Stored items:
╭──
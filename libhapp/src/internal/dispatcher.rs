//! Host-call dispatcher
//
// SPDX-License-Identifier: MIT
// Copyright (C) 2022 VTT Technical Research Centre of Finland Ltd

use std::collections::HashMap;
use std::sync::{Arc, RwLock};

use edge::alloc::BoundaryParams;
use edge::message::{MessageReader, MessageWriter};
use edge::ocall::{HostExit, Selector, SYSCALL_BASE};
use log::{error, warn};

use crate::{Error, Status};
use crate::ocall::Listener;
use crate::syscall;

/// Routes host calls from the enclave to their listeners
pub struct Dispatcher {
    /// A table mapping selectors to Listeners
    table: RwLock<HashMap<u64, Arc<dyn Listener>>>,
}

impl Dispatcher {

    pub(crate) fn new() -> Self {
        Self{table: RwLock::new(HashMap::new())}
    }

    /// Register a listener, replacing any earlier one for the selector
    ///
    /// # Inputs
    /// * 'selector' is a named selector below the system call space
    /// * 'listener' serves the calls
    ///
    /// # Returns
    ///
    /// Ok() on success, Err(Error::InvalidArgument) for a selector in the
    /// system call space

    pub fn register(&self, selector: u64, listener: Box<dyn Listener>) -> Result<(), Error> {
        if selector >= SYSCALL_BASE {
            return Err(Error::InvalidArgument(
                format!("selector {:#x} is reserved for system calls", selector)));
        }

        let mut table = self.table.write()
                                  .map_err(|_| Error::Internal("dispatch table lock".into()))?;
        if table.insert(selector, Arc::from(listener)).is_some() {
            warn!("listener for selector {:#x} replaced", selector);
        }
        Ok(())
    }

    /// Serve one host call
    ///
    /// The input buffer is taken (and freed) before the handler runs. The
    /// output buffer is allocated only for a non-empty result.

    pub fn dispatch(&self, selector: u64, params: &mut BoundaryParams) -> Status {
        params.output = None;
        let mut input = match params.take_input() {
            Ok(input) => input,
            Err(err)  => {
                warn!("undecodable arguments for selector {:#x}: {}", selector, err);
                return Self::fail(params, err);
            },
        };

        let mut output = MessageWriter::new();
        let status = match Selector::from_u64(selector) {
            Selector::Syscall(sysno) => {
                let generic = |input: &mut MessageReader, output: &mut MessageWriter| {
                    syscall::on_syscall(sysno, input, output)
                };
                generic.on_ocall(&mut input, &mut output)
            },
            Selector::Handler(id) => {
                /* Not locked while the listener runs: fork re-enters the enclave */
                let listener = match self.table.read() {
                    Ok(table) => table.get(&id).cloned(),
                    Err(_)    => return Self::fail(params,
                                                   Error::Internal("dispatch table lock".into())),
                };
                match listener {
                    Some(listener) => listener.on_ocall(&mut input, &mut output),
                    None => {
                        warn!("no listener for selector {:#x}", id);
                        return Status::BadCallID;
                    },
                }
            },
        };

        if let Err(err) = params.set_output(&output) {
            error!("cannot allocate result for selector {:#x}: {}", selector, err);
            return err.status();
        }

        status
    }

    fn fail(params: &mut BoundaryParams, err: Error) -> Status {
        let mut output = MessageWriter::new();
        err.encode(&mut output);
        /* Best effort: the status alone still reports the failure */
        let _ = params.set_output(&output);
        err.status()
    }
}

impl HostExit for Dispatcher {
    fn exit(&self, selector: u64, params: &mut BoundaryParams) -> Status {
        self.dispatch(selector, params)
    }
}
╰──
╭──
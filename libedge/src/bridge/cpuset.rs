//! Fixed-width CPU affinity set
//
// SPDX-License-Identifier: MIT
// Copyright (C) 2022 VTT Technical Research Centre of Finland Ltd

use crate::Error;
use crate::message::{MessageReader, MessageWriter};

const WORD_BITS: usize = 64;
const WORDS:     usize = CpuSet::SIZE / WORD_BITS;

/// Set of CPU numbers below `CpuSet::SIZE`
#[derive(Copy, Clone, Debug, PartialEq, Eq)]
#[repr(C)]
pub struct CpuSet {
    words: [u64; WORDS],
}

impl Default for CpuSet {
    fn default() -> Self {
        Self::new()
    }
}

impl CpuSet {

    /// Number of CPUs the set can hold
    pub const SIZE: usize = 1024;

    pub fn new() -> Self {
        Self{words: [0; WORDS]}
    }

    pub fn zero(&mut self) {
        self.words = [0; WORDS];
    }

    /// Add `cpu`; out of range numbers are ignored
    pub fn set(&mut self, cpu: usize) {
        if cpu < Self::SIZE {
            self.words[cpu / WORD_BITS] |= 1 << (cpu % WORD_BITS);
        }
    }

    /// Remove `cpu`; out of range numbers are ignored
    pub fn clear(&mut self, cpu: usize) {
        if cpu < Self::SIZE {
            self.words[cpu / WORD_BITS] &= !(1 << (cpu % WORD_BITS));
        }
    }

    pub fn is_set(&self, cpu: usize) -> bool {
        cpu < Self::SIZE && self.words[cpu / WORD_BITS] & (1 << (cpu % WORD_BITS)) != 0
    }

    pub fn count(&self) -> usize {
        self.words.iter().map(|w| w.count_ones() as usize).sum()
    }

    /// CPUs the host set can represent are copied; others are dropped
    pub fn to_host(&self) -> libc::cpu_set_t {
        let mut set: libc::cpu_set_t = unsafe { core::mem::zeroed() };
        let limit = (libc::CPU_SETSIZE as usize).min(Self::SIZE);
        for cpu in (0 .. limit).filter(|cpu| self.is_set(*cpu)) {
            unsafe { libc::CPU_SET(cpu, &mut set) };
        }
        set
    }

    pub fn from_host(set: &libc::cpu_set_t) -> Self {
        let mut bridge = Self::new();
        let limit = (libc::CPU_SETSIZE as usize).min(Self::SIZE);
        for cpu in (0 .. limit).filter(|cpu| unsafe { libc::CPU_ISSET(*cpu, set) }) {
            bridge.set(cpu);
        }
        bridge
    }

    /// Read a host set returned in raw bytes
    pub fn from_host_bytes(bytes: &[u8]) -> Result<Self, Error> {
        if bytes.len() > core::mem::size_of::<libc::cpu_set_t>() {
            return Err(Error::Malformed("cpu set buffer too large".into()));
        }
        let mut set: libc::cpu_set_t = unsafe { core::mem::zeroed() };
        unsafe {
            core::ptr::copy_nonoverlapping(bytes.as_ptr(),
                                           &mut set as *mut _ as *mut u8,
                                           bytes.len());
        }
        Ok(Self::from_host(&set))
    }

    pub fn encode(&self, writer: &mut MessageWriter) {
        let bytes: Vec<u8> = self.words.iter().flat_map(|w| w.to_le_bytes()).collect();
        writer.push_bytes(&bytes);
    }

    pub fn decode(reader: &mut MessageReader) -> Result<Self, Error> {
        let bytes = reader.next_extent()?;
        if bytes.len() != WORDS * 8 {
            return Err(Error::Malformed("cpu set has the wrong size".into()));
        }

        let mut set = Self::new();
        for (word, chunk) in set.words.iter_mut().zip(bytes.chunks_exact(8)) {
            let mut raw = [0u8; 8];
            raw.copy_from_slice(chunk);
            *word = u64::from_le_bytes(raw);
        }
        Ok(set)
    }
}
╰──
╭──
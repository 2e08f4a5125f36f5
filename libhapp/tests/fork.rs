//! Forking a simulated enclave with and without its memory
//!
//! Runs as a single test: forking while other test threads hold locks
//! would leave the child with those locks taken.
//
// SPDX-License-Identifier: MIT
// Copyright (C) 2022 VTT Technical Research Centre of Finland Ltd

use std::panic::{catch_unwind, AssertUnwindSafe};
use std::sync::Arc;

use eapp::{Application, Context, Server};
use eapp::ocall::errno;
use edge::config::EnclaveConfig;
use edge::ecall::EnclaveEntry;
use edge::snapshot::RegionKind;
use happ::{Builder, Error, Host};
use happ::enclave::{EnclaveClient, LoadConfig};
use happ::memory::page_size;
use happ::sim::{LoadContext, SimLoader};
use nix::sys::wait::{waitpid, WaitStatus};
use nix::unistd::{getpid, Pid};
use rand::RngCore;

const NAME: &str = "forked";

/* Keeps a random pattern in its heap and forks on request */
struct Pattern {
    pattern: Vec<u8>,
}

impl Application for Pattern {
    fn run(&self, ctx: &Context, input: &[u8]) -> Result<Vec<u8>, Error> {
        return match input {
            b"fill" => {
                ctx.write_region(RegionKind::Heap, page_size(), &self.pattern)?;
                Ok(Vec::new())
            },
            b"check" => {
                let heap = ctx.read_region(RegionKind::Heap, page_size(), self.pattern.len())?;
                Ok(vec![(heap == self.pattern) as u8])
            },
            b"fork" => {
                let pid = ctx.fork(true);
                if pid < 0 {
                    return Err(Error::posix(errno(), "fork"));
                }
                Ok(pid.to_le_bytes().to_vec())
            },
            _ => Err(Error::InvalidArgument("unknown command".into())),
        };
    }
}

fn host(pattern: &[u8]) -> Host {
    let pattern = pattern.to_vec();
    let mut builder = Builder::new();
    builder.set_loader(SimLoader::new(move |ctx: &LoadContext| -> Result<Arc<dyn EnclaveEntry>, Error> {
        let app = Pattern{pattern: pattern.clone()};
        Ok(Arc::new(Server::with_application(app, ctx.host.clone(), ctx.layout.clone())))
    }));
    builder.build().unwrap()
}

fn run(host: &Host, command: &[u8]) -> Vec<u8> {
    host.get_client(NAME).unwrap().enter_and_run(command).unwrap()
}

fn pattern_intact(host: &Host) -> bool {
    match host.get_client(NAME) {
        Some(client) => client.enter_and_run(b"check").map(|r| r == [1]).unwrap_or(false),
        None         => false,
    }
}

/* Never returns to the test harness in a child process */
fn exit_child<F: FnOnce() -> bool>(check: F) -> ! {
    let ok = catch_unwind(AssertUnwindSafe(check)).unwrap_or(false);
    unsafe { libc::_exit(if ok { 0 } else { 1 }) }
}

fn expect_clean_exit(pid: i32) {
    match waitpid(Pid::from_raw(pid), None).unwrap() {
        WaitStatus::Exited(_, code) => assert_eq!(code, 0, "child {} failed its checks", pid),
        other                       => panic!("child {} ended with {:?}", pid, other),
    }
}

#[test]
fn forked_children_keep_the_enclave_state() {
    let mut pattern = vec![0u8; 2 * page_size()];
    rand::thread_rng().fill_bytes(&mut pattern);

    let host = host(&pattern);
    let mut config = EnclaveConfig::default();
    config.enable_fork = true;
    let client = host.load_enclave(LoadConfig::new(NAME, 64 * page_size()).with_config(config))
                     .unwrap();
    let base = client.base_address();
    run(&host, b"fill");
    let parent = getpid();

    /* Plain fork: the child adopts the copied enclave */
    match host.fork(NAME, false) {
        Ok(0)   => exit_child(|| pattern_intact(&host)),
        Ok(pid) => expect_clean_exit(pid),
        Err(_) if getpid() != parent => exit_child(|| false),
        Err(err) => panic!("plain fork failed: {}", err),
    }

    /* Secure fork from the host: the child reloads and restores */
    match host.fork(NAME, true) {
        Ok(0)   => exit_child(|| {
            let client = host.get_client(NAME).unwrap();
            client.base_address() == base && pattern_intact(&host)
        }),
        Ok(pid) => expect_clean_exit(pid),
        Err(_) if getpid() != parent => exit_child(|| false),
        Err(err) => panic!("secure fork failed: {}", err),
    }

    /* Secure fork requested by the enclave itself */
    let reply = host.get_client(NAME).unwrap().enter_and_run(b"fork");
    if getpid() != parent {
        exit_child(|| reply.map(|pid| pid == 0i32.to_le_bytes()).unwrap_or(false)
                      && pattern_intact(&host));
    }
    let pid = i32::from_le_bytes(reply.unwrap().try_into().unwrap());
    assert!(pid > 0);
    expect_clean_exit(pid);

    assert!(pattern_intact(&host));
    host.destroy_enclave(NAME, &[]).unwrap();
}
╰──
_Task to complete:_ Copy each line above containing the string "unsafe".

_Result of the exercise:_
        let mut set: libc::cpu_set_t = unsafe { core::mem::zeroed() };
            unsafe { libc::CPU_SET(cpu, &mut set) };
        for cpu in (0 .. limit).filter(|cpu| unsafe { libc::CPU_ISSET(*cpu, set) }) {
        let mut set: libc::cpu_set_t = unsafe { core::mem::zeroed() };
        unsafe {
    unsafe { libc::_exit(if ok { 0 } else { 1 }) }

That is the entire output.